Everything in the universe leaves an indelible mark – or a subtle trace – on everything it encounters. We are all a product of each other.
Anoushka Shankar (sitar player/composer)
The story begins in Seoul, capital of South Korea, sometime in the early 1970s.
The “land of morning calm” has awakened like a roaring tiger and is showing its prowess as an emerging economy. Following decades of colonial rule and a devastating war with communist archenemy North Korea, a military ruler is mobilising the entire nation for what is to be known as “the miracle of the Han River”. Under his iron fist, the country embarks on a path of unparalleled economic growth that will lift the country from sheer poverty to the economic, high-tech powerhouse it is today, in less than fifty years.
But in an old neighbourhood, perched high on a hill on the outskirts of Seoul, and beyond the reach of the comforts of the middle-class apartment blocks that mushroom along the Han River, many ordinary citizens are still struggling to make ends meet. It is in one of its ramshackle houses that a hearing impaired couple have a daughter, who is eventually sent to the Netherlands to be adopted by another family, in the hope that she will have a better future.
Twenty years later, this daughter is studying Korean, spending one year as an exchange student in Seoul. As she rides the subway on her daily commute to Yonsei University, she studies the faces of the ajosshi and ajumma sitting opposite her – the faces of the middle-aged men and women who built up South Korea from the ashes of the Korean War, and that reveal a lifetime of hardship and struggle. Faces that could well be her father’s or her mother’s, she suddenly realises. But she is not keen to trace faces that look so similar, yet feel so unfamiliar.
Two years earlier, on her first trip to Seoul, she visited the orphanage where she had lived, only to learn that nothing was known about her parents. In a way, it was a relief. No need to worry about the impact that a (un)successful search might have on her life, or on that of her parents. In her reality, nurture had taken precedence over nature.
But in a country that has overcome repeated foreign attacks and many hardships on the road to peace and prosperity, people take pride in the blood, sweat and tears they share. “I” equals “we”, and “we” are “one”. The taxi-drivers, quick to notice her faltering Korean, keep reminding her with a raised finger: “You are NOT Dutch. Your blood is Korean, so you ARE Korean.”
As she wanders through the crowded streets of Seoul, experiencing life as an outsider in the skin of an insider, she is unaware of the small drama unfolding just a few kilometers away. Old, weak and worn down by cirrhosis of the liver, her Korean father has gathered his final strength to climb up the steep hill to the orphanage where he once left her. In a last ditch effort to see his offspring, he visits the orphanage several times, panting and sweating as he collects his breath sitting on the porch. Eager for more news, he is saddened each time when he learns that no letter has arrived yet.
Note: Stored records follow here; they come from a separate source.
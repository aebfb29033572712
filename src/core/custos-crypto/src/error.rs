//! Cryptographic error types.

use thiserror::Error;

/// Errors that can occur in the cipher, digest and padding primitives.
#[derive(Debug, Error)]
pub enum CryptoError {
    /// The requested cipher or digest algorithm is not provided.
    #[error("unsupported algorithm: {0}")]
    UnsupportedAlgorithm(String),

    /// The requested block mode is not provided.
    #[error("unsupported mode: {0}")]
    UnsupportedMode(String),

    /// Invalid key or IV for the selected cipher.
    #[error("invalid key: {0}")]
    InvalidKey(String),

    /// Invalid input data.
    #[error("invalid input: {0}")]
    InvalidInput(String),

    /// The trailing padding bytes do not describe a valid pad.
    #[error("corrupt padding: {0}")]
    CorruptPadding(String),

    /// Encryption failed.
    #[error("encryption failed: {0}")]
    EncryptionFailed(String),

    /// Decryption failed.
    #[error("decryption failed: {0}")]
    DecryptionFailed(String),
}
The father reveals that, a few months after their daughter had been put up for adoption, a second daughter was born. Unfortunately, history repeats itself and the couple had to give this child up for adoption too. Since then, the father had spent his days alone, surviving on a small government grant. The couple’s story would have remained unknown, and their significance as parents a mere footnote in the life of their daughter, had the father’s cry of distress not reached her parents in the Netherlands.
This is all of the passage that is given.